# [Task requirements]
Only lines containing the word "SessionEvent" are needed; pull them out of the material.

# [Recorded information]
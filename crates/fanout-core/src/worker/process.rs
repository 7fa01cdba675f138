//! Process-backed worker capabilities.
//!
//! Each capability owns one `fanout-worker` process and an I/O thread that
//! writes `Execute` commands and blocks on the answers. Terminating an idle
//! capability hands its process back to the factory's pool; terminating a
//! busy one kills the process.

use std::path::PathBuf;
use std::sync::atomic::{AtomicBool, Ordering};
use std::sync::mpsc::{self, Receiver, Sender};
use std::sync::{Arc, Mutex, MutexGuard, PoisonError};
use std::thread;

use serde_json::Value;

use crate::error::Result;
use crate::ipc::{WorkerCommand, WorkerHandle, WorkerKillHandle, WorkerPool, locate_worker_binary};
use crate::task::TaskError;

use super::{Completion, WorkerCapability, WorkerFactory, WorkerSpec};

/// Idle processes kept around when no size is given.
const DEFAULT_POOL_SIZE: usize = 4;

/// Runs each worker in its own `fanout-worker` process.
///
/// The callable is identified by name only, so every task a pipeline uses
/// must be registered in the worker binary.
pub struct ProcessWorkerFactory {
    pool: Arc<Mutex<WorkerPool>>,
}

impl ProcessWorkerFactory {
    /// Locate the worker binary and create a factory with an empty pool.
    pub fn new() -> Result<Self> {
        let path = locate_worker_binary(None)?;
        Ok(Self::with_path(path, DEFAULT_POOL_SIZE))
    }

    /// Create a factory for an explicit binary.
    pub fn with_path(worker_path: impl Into<PathBuf>, pool_size: usize) -> Self {
        Self {
            pool: Arc::new(Mutex::new(WorkerPool::new(worker_path.into(), pool_size))),
        }
    }

    /// Create a factory whose pool starts with `warm` running processes.
    pub fn with_warm_pool(worker_path: impl Into<PathBuf>, pool_size: usize, warm: usize) -> Result<Self> {
        let pool = WorkerPool::with_warm_workers(worker_path.into(), pool_size, warm)?;
        Ok(Self {
            pool: Arc::new(Mutex::new(pool)),
        })
    }

    /// Number of idle processes waiting in the pool.
    pub fn idle_workers(&self) -> usize {
        lock_pool(&self.pool).available_count()
    }

    pub fn worker_path(&self) -> PathBuf {
        lock_pool(&self.pool).worker_path().to_path_buf()
    }
}

fn lock_pool(pool: &Mutex<WorkerPool>) -> MutexGuard<'_, WorkerPool> {
    pool.lock().unwrap_or_else(PoisonError::into_inner)
}

impl WorkerFactory for ProcessWorkerFactory {
    fn create(&self, spec: &WorkerSpec) -> Result<Option<Box<dyn WorkerCapability>>> {
        let handle = lock_pool(&self.pool).get()?;
        let worker = ProcessWorker::start(handle, CommandTemplate::new(spec)?, Arc::clone(&self.pool))?;
        Ok(Some(Box::new(worker)))
    }
}

/// Stage-wide part of every `Execute` command, serialized once.
#[derive(Clone)]
struct CommandTemplate {
    task: String,
    env_json: String,
    namespace: String,
    objects_json: String,
    helpers: Vec<String>,
    scripts: Vec<String>,
}

impl CommandTemplate {
    fn new(spec: &WorkerSpec) -> Result<Self> {
        Ok(Self {
            task: spec.callable.name().to_string(),
            env_json: serde_json::to_string(&spec.env)?,
            namespace: spec.namespace.clone(),
            objects_json: serde_json::to_string(&spec.requirements.objects_map())?,
            helpers: spec.requirements.task_names(),
            scripts: spec.requirements.scripts.clone(),
        })
    }

    fn execute(&self, payload: &Value) -> Result<WorkerCommand> {
        Ok(WorkerCommand::Execute {
            task: self.task.clone(),
            payload_json: serde_json::to_string(payload)?,
            env_json: self.env_json.clone(),
            namespace: self.namespace.clone(),
            objects_json: self.objects_json.clone(),
            helpers: self.helpers.clone(),
            scripts: self.scripts.clone(),
        })
    }
}

type Job = (WorkerCommand, Completion);

struct ProcessWorker {
    template: CommandTemplate,
    jobs: Option<Sender<Job>>,
    kill: WorkerKillHandle,
    busy: Arc<AtomicBool>,
}

impl ProcessWorker {
    fn start(handle: WorkerHandle, template: CommandTemplate, pool: Arc<Mutex<WorkerPool>>) -> Result<Self> {
        let (tx, rx) = mpsc::channel::<Job>();
        let kill = WorkerKillHandle::new(&handle);
        let busy = Arc::new(AtomicBool::new(false));

        let io_kill = kill.clone();
        let io_busy = Arc::clone(&busy);
        thread::Builder::new()
            .name(format!("fanout-ipc-{}", handle.pid()))
            .spawn(move || io_loop(handle, rx, io_busy, io_kill, pool))?;

        Ok(Self {
            template,
            jobs: Some(tx),
            kill,
            busy,
        })
    }
}

fn io_loop(
    mut handle: WorkerHandle,
    jobs: Receiver<Job>,
    busy: Arc<AtomicBool>,
    kill: WorkerKillHandle,
    pool: Arc<Mutex<WorkerPool>>,
) {
    while let Ok((cmd, completion)) = jobs.recv() {
        let result = handle
            .execute(&cmd)
            .unwrap_or_else(|e| Err(e.to_task_error()));
        busy.store(false, Ordering::SeqCst);
        completion.complete(result);
    }

    if kill.is_killed() {
        tracing::debug!("Dropping killed worker process {}", handle.pid());
        drop(handle);
    } else {
        lock_pool(&pool).put(handle);
    }
}

impl WorkerCapability for ProcessWorker {
    fn send(&mut self, payload: Value, completion: Completion) {
        let cmd = match self.template.execute(&payload) {
            Ok(cmd) => cmd,
            Err(e) => {
                completion.complete(Err(e.to_task_error()));
                return;
            }
        };

        let Some(jobs) = self.jobs.as_ref() else {
            completion.complete(Err(TaskError::new("terminated", "worker has been terminated")));
            return;
        };

        self.busy.store(true, Ordering::SeqCst);
        if let Err(mpsc::SendError((_, completion))) = jobs.send((cmd, completion)) {
            self.busy.store(false, Ordering::SeqCst);
            completion.complete(Err(TaskError::new("terminated", "worker I/O thread exited")));
        }
    }

    fn terminate(&mut self) {
        if self.jobs.take().is_none() {
            return;
        }
        if self.busy.load(Ordering::SeqCst) {
            tracing::debug!("Killing busy worker process");
            self.kill.kill();
        }
    }
}

impl Drop for ProcessWorker {
    fn drop(&mut self) {
        self.terminate();
    }
}

impl std::fmt::Debug for ProcessWorkerFactory {
    fn fmt(&self, f: &mut std::fmt::Formatter<'_>) -> std::fmt::Result {
        f.debug_struct("ProcessWorkerFactory")
            .field("idle_workers", &self.idle_workers())
            .finish()
    }
}
impl SessionDriver {
    async fn run(
        mut self,
        mut capture: Box<dyn CaptureBackend>,
        sink: Box<dyn OutputSink>,
        transport: Box<dyn AgentTransport>,
        mut cmd_rx: mpsc::Receiver<SessionCommand>,
    ) -> Result<SessionSummary, SessionError> {
        info!(
            "Session {} ({}) dialing {} via {}",
            self.descriptor.session_id,
            self.descriptor.participant,
            self.descriptor.endpoint,
            transport.name()
        );

        let mut frames = match capture.acquire().await {
            Ok(rx) => rx,
            Err(e) => {
                self.fail_before_active(&e);
                return Err(e);
            }
        };
        debug!(
            "Session {} capture ready ({})",
            self.descriptor.session_id,
            capture.name()
        );

        let link = match transport.open(&self.descriptor).await {
            Ok(link) => link,
            Err(e) => {
                if let Err(release_err) = capture.release().await {
                    warn!("Failed to release capture device: {}", release_err);
                }
                self.fail_before_active(&e);
                return Err(e);
            }
        };

        let (done_tx, mut done_rx) = mpsc::channel(32);
        let mut scheduler = PlaybackScheduler::new(sink);
        if let Err(e) = scheduler.open(done_tx).await {
            if let Err(release_err) = capture.release().await {
                warn!("Failed to release capture device: {}", release_err);
            }
            drop(link);
            self.fail_before_active(&e);
            return Err(e);
        }

        let TransportLink {
            outbound,
            mut inbound,
        } = link;

        self.set_state(SessionState::Active);
        let started_at = Utc::now();
        let started = Instant::now();
        info!(
            "Session {} ({}) active, max duration {:?}",
            self.descriptor.session_id, self.descriptor.participant, self.descriptor.max_duration
        );

        let mut tick = tokio::time::interval(self.descriptor.tick_interval);
        tick.set_missed_tick_behavior(MissedTickBehavior::Delay);
        let mut capture_open = true;

        let outcome = loop {
            tokio::select! {
                maybe_frame = frames.recv(), if capture_open => match maybe_frame {
                    Some(frame) => self.handle_frame(frame, &outbound),
                    None => {
                        debug!("Session {} capture stream ended", self.descriptor.session_id);
                        capture_open = false;
                    }
                },
                maybe_event = inbound.recv() => match maybe_event {
                    Some(TransportEvent::Binary(bytes)) => {
                        let chunk = AudioChunk { samples: pcm::decode(&bytes) };
                        scheduler.enqueue(chunk).await;
                    }
                    Some(TransportEvent::Text(raw)) => {
                        if let Some(outcome) = self.handle_control(&raw, &mut scheduler).await {
                            break outcome;
                        }
                    }
                    Some(TransportEvent::Error(message)) => break LoopOutcome::TransportError(message),
                    Some(TransportEvent::Closed) | None => break LoopOutcome::Closed,
                },
                Some(command) = cmd_rx.recv() => match command {
                    SessionCommand::End => self.request_end(&outbound).await,
                    SessionCommand::SetMuted(muted) => {
                        self.muted = muted;
                        debug!("Session {} mute set to {}", self.descriptor.session_id, muted);
                    }
                },
                Some(()) = done_rx.recv() => scheduler.on_playback_complete().await,
                _ = tick.tick() => {
                    if self.state == SessionState::Active
                        && started.elapsed() >= self.descriptor.max_duration
                    {
                        info!(
                            "Session {} reached max duration, requesting end",
                            self.descriptor.session_id
                        );
                        self.request_end(&outbound).await;
                    }
                }
            }
        };

        // Teardown happens exactly once, in a fixed order: clock, capture
        // device, output device, transport.
        drop(tick);
        if let Err(e) = capture.release().await {
            warn!("Failed to release capture device: {}", e);
        }
        scheduler.close().await;
        drop(outbound);
        drop(inbound);

        if self.malformed_controls > 0 {
            debug!(
                "Session {} ignored {} malformed control messages",
                self.descriptor.session_id, self.malformed_controls
            );
        }
        if self.dropped_frames > 0 {
            debug!(
                "Session {} dropped {} outbound frames under backpressure",
                self.descriptor.session_id, self.dropped_frames
            );
        }

        Ok(self.finish(outcome, started_at, started.elapsed().as_secs_f64()))
    }

    /// Encode and ship one captured frame, unless gated.
    fn handle_frame(&mut self, frame: AudioFrame, outbound: &mpsc::Sender<ClientMessage>) {
        if self.state != SessionState::Active || self.muted {
            return;
        }
        let encoded = pcm::encode(&frame.samples);
        match outbound.try_send(ClientMessage::Audio(encoded)) {
            Ok(()) => {}
            Err(mpsc::error::TrySendError::Full(_)) => {
                // Stale audio is worthless; drop rather than stall the loop.
                self.dropped_frames += 1;
            }
            Err(mpsc::error::TrySendError::Closed(_)) => {
                // The transport will deliver its close event shortly.
            }
        }
    }

    /// Dispatch one inbound control payload. Returns the loop outcome when the
    /// event is terminal.
    async fn handle_control(
        &mut self,
        raw: &str,
        scheduler: &mut PlaybackScheduler,
    ) -> Option<LoopOutcome> {
        let event = match protocol::parse_agent_event(raw) {
            Some(event) => event,
            None => {
                self.malformed_controls += 1;
                debug!(
                    "Session {} ignoring malformed control message",
                    self.descriptor.session_id
                );
                return None;
            }
        };

        match event {
            AgentEvent::SessionStarted { session_id } => {
                let session_id = session_id.unwrap_or_default();
                info!(
                    "Session {} acknowledged by agent as {}",
                    self.descriptor.session_id, session_id
                );
                self.emit(SessionEvent::Started { session_id });
                None
            }
            AgentEvent::Transcript { role, text } => {
                let turn = TranscriptTurn { role, text };
                self.transcript.push(turn.clone());
                debug!(
                    "Session {} turn {}: [{}] {}",
                    self.descriptor.session_id,
                    self.transcript.len(),
                    turn.role,
                    turn.text
                );
                self.emit(SessionEvent::Turn(turn));
                None
            }
            AgentEvent::Clear => {
                let discarded = scheduler.interrupt();
                debug!(
                    "Session {} barge-in: discarded {} pending chunks",
                    self.descriptor.session_id, discarded
                );
                self.emit(SessionEvent::Interrupted);
                None
            }
            AgentEvent::ConversationEnded {
                conversation_id,
                total_turns,
                duration_seconds,
                transcript,
            } => Some(LoopOutcome::Remote(RemoteEnd {
                conversation_id,
                total_turns,
                duration_seconds,
                transcript,
            })),
            AgentEvent::Timeout { message } => {
                info!(
                    "Session {} timed out remotely: {}",
                    self.descriptor.session_id,
                    message.as_deref().unwrap_or("no detail")
                );
                Some(LoopOutcome::RemoteTimeout)
            }
            AgentEvent::Error { message } => Some(LoopOutcome::RemoteError(message)),
        }
    }

    /// Move to `ending` and tell the agent to wrap up. A session already
    /// ending (or past it) ignores the request.
    async fn request_end(&mut self, outbound: &mpsc::Sender<ClientMessage>) {
        if self.state != SessionState::Active {
            return;
        }
        self.set_state(SessionState::Ending);
        info!(
            "Session {} ending, waiting for the agent to wrap up",
            self.descriptor.session_id
        );
        if outbound
            .send(ClientMessage::Control(ClientCommand::EndConversation))
            .await
            .is_err()
        {
            debug!(
                "Session {} could not send end_conversation: transport already closed",
                self.descriptor.session_id
            );
        }
    }

    /// Build the summary and publish the terminal events.
    fn finish(
        &mut self,
        outcome: LoopOutcome,
        started_at: DateTime<Utc>,
        elapsed_seconds: f64,
    ) -> SessionSummary {
        let (reason, remote) = match outcome {
            LoopOutcome::Remote(end) => (EndReason::Completed, Some(end)),
            LoopOutcome::RemoteTimeout => (EndReason::RemoteTimeout, None),
            LoopOutcome::Closed => (EndReason::TransportClosed, None),
            LoopOutcome::TransportError(message) => (EndReason::TransportError { message }, None),
            LoopOutcome::RemoteError(message) => (EndReason::RemoteError { message }, None),
        };

        if let EndReason::TransportError { message } | EndReason::RemoteError { message } = &reason
        {
            error!("Session {} failed: {}", self.descriptor.session_id, message);
            self.emit(SessionEvent::Error {
                message: message.clone(),
            });
        }

        let local_duration = round_to_centis(elapsed_seconds);
        let local_turns = std::mem::take(&mut self.transcript).into_turns();
        let (conversation_id, transcript, total_turns, duration_seconds) = match remote {
            Some(end) => {
                let transcript = if end.transcript.is_empty() {
                    local_turns
                } else {
                    end.transcript
                };
                let total_turns = if end.total_turns > 0 {
                    end.total_turns as usize
                } else {
                    transcript.len()
                };
                let duration = if end.duration_seconds > 0.0 {
                    round_to_centis(end.duration_seconds)
                } else {
                    local_duration
                };
                (end.conversation_id, transcript, total_turns, duration)
            }
            None => {
                let total_turns = local_turns.len();
                (None, local_turns, total_turns, local_duration)
            }
        };

        self.set_state(SessionState::Ended);
        self.emit(SessionEvent::Ended {
            reason: reason.clone(),
        });
        info!(
            "Session {} ({}) ended: {} ({} turns, {:.2}s)",
            self.descriptor.session_id,
            self.descriptor.participant,
            reason,
            total_turns,
            duration_seconds
        );

        SessionSummary {
            session_id: self.descriptor.session_id.clone(),
            participant: self.descriptor.participant.clone(),
            conversation_id,
            total_turns,
            duration_seconds,
            transcript,
            started_at,
            end_reason: reason,
        }
    }

    /// Failure while still connecting: report once and go straight to `ended`.
    /// Nothing was streaming, so there is no summary to deliver.
    fn fail_before_active(&mut self, error: &SessionError) {
        error!(
            "Session {} ({}) failed before becoming active: {}",
            self.descriptor.session_id, self.descriptor.participant, error
        );
        self.emit(SessionEvent::Error {
            message: error.to_string(),
        });
        self.set_state(SessionState::Ended);
    }

    fn set_state(&mut self, next: SessionState) {
        // The lifecycle is strictly forward; anything else is a no-op.
        if next <= self.state {
            return;
        }
        let from = self.state;
        self.state = next;
        let _ = self.state_tx.send(next);
        self.emit(SessionEvent::StateChanged { from, to: next });
    }

    fn emit(&self, event: SessionEvent) {
        // Errors only mean nobody is subscribed right now.
        let _ = self.event_tx.send(event);
    }
}
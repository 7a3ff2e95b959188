pub mod capture;
pub mod file;
pub mod microphone;
pub mod pcm;
pub mod playback;
pub mod speaker;

pub use capture::{AudioFrame, CaptureBackend, CaptureBackendFactory, CaptureConfig, CaptureSource};
pub use file::WavFileBackend;
pub use microphone::MicrophoneBackend;
pub use playback::{AudioChunk, OutputSink, PlaybackScheduler};
pub use speaker::SpeakerSink;
//! Duplex transport to the agent endpoint.
//!
//! A transport hands back one [`TransportLink`]: a bounded sender for
//! outbound traffic and a receiver for everything inbound. Inbound text is
//! delivered raw; control parsing happens in the session driver so malformed
//! payloads can be counted there. Dropping the outbound sender closes the
//! connection.

use async_trait::async_trait;
use futures::{SinkExt, StreamExt};
use tokio::sync::mpsc;
use tokio_tungstenite::tungstenite::Message;
use tokio_tungstenite::connect_async;
use tracing::{debug, info, warn};

use crate::error::SessionError;
use crate::protocol::ClientCommand;
use crate::session::SessionDescriptor;

/// Messages the client pushes onto the transport.
#[derive(Debug, Clone, PartialEq)]
pub enum ClientMessage {
    /// Encoded PCM16 frame, sent as one binary message.
    Audio(Vec<u8>),
    /// JSON control message.
    Control(ClientCommand),
}

/// Inbound traffic, before any control parsing.
#[derive(Debug, Clone, PartialEq)]
pub enum TransportEvent {
    /// Binary payload (agent audio).
    Binary(Vec<u8>),
    /// Text payload (control event).
    Text(String),
    /// The connection closed. Terminal.
    Closed,
    /// The connection failed. Terminal.
    Error(String),
}

/// Both directions of one open connection.
#[derive(Debug)]
pub struct TransportLink {
    pub outbound: mpsc::Sender<ClientMessage>,
    pub inbound: mpsc::Receiver<TransportEvent>,
}

/// Agent transport trait
///
/// One connection per session and participant; reconnection is the caller's
/// business, never the transport's.
#[async_trait]
pub trait AgentTransport: Send + Sync {
    /// Dial the endpoint named by the descriptor.
    async fn open(&self, descriptor: &SessionDescriptor) -> Result<TransportLink, SessionError>;

    /// Transport name for logging.
    fn name(&self) -> &str;
}

/// WebSocket transport used in production.
pub struct WsTransport;

#[async_trait]
impl AgentTransport for WsTransport {
    async fn open(&self, descriptor: &SessionDescriptor) -> Result<TransportLink, SessionError> {
        let (stream, _response) = connect_async(descriptor.endpoint.as_str())
            .await
            .map_err(|e| SessionError::TransportOpen(e.to_string()))?;
        info!(
            "WebSocket open: {} ({})",
            descriptor.endpoint, descriptor.participant
        );

        let (mut ws_tx, mut ws_rx) = stream.split();
        let (outbound_tx, mut outbound_rx) = mpsc::channel::<ClientMessage>(64);
        let (inbound_tx, inbound_rx) = mpsc::channel::<TransportEvent>(100);

        // Writer pump: drains the outbound channel, then closes the socket
        // once every sender is gone.
        tokio::spawn(async move {
            while let Some(message) = outbound_rx.recv().await {
                let frame = match message {
                    ClientMessage::Audio(bytes) => Message::Binary(bytes),
                    ClientMessage::Control(command) => match serde_json::to_string(&command) {
                        Ok(json) => Message::Text(json),
                        Err(e) => {
                            warn!("failed to encode control message: {}", e);
                            continue;
                        }
                    },
                };
                if let Err(e) = ws_tx.send(frame).await {
                    debug!("WebSocket send failed: {}", e);
                    break;
                }
            }
            let _ = ws_tx.send(Message::Close(None)).await;
            let _ = ws_tx.close().await;
        });

        // Reader pump: maps socket traffic onto transport events until the
        // connection ends or the session stops listening.
        tokio::spawn(async move {
            loop {
                let event = match ws_rx.next().await {
                    Some(Ok(Message::Binary(bytes))) => TransportEvent::Binary(bytes),
                    Some(Ok(Message::Text(text))) => TransportEvent::Text(text),
                    Some(Ok(Message::Close(_))) | None => TransportEvent::Closed,
                    Some(Ok(_)) => continue, // ping/pong
                    Some(Err(e)) => TransportEvent::Error(e.to_string()),
                };
                let terminal = matches!(event, TransportEvent::Closed | TransportEvent::Error(_));
                if inbound_tx.send(event).await.is_err() || terminal {
                    break;
                }
            }
        });

        Ok(TransportLink {
            outbound: outbound_tx,
            inbound: inbound_rx,
        })
    }

    fn name(&self) -> &str {
        "websocket"
    }
}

# [Exercise solution]
                self.emit(SessionEvent::Started { session_id });
                self.emit(SessionEvent::Turn(turn));
                self.emit(SessionEvent::Interrupted);
            self.emit(SessionEvent::Error {
        self.emit(SessionEvent::Ended {
        self.emit(SessionEvent::Error {
        self.emit(SessionEvent::StateChanged { from, to: next });
    fn emit(&self, event: SessionEvent) {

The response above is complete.